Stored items
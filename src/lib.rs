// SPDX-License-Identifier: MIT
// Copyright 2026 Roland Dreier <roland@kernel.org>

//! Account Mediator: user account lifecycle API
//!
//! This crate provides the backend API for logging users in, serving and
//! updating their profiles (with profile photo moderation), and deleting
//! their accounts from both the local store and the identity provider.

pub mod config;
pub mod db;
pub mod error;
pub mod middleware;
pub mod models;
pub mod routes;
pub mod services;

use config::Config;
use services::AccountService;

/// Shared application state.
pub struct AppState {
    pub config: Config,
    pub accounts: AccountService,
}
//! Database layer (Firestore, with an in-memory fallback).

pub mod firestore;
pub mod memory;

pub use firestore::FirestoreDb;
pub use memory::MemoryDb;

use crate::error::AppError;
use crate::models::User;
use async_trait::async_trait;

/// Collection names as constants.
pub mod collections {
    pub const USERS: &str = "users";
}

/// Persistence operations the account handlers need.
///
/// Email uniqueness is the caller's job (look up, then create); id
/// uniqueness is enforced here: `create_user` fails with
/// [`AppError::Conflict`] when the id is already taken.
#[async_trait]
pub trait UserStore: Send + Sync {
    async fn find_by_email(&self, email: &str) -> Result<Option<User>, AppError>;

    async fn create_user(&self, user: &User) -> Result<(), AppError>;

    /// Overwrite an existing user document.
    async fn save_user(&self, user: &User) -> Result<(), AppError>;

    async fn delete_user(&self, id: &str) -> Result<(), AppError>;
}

--

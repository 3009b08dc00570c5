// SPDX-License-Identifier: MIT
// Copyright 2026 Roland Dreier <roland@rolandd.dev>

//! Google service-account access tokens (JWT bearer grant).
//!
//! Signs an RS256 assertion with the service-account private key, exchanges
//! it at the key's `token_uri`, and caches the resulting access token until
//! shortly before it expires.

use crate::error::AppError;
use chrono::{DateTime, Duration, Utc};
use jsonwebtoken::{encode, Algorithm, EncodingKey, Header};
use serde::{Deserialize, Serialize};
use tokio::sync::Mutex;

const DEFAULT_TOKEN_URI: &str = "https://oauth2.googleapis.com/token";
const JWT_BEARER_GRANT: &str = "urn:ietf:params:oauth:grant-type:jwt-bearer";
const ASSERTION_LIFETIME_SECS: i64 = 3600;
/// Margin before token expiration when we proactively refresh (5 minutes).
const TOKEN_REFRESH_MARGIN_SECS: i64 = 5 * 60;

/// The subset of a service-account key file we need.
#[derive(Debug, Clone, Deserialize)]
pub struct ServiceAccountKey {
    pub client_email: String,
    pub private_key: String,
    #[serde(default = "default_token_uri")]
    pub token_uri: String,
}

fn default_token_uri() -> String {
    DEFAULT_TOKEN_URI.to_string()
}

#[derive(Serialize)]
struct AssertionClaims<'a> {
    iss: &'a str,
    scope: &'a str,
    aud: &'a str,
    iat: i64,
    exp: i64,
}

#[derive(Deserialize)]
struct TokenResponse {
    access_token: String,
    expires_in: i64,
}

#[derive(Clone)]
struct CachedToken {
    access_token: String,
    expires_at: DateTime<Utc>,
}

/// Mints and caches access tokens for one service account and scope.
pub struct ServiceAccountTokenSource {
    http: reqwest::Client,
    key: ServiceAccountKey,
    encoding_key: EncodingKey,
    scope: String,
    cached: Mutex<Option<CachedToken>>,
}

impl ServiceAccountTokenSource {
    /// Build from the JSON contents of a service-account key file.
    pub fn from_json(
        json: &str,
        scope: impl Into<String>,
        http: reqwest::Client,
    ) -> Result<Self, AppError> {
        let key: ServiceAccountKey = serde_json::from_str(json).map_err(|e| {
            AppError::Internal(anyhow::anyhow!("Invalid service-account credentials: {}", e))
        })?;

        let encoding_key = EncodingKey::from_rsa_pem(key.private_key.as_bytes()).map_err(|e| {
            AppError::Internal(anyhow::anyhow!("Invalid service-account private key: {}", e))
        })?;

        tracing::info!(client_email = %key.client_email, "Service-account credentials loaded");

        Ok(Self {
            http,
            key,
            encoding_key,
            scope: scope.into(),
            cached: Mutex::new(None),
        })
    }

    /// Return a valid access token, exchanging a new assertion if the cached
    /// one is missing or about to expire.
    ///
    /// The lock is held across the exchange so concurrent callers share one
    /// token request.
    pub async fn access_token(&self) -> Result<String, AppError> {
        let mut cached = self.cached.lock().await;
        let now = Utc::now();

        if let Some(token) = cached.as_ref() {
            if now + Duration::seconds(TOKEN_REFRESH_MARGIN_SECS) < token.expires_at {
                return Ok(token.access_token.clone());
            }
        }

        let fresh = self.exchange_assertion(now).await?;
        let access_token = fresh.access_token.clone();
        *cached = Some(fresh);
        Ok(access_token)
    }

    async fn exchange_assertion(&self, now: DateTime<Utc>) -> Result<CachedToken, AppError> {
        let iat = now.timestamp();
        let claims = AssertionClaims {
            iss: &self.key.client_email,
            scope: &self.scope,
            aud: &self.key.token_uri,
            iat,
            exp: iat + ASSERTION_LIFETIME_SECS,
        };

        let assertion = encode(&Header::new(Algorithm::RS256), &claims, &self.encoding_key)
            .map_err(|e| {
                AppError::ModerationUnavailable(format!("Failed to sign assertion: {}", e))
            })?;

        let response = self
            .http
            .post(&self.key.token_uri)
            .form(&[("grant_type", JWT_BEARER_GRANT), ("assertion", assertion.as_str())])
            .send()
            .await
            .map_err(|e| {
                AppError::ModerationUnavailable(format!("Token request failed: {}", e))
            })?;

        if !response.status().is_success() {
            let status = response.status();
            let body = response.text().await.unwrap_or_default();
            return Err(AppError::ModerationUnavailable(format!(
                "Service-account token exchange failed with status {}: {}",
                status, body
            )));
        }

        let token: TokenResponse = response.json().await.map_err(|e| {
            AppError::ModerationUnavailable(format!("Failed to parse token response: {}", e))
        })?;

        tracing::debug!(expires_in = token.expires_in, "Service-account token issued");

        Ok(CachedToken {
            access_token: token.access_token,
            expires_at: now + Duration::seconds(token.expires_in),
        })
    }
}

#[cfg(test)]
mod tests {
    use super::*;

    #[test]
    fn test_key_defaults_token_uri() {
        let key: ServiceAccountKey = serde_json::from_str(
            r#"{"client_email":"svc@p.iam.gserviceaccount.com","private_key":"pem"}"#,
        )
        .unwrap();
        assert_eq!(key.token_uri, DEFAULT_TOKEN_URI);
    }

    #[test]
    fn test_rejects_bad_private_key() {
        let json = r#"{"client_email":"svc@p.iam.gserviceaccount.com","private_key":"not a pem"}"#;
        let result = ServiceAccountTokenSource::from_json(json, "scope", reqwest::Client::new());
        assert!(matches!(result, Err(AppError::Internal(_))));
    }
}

...

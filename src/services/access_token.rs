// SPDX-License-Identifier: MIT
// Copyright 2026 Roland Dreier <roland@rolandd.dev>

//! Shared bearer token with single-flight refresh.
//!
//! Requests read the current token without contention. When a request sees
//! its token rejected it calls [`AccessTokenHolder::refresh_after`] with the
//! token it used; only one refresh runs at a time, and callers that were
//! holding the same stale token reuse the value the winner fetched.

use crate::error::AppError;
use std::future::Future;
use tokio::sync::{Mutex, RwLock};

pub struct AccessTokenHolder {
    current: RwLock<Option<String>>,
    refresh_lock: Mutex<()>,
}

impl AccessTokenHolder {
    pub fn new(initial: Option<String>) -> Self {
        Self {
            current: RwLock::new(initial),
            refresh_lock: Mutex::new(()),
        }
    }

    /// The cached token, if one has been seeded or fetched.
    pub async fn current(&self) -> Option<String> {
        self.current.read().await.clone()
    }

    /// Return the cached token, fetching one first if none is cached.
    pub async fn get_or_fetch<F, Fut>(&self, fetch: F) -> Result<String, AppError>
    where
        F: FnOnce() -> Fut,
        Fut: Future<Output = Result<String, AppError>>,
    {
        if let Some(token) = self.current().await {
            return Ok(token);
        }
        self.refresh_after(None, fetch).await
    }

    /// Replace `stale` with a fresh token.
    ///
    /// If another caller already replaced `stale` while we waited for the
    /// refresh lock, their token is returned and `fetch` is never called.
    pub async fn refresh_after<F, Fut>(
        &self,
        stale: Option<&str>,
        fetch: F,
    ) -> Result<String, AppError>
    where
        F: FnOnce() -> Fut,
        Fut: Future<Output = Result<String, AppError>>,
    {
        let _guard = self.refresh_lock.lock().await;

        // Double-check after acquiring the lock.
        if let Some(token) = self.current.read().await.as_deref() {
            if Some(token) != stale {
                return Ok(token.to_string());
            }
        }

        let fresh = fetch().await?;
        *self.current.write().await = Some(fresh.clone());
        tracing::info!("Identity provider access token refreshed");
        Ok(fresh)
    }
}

> _Required action_
After locating the line holding "const DEFAULT_TOKEN_URI: &str" above, output exactly that line and every line after it through the line holding "const TOKEN_REFRESH_MARGIN_SECS: i64". Include nothing else.

> _Output of the exercise_
const DEFAULT_TOKEN_URI: &str = "https://oauth2.googleapis.com/token";
const JWT_BEARER_GRANT: &str = "urn:ietf:params:oauth:grant-type:jwt-bearer";
const ASSERTION_LIFETIME_SECS: i64 = 3600;
/// Margin before token expiration when we proactively refresh (5 minutes).
const TOKEN_REFRESH_MARGIN_SECS: i64 = 5 * 60;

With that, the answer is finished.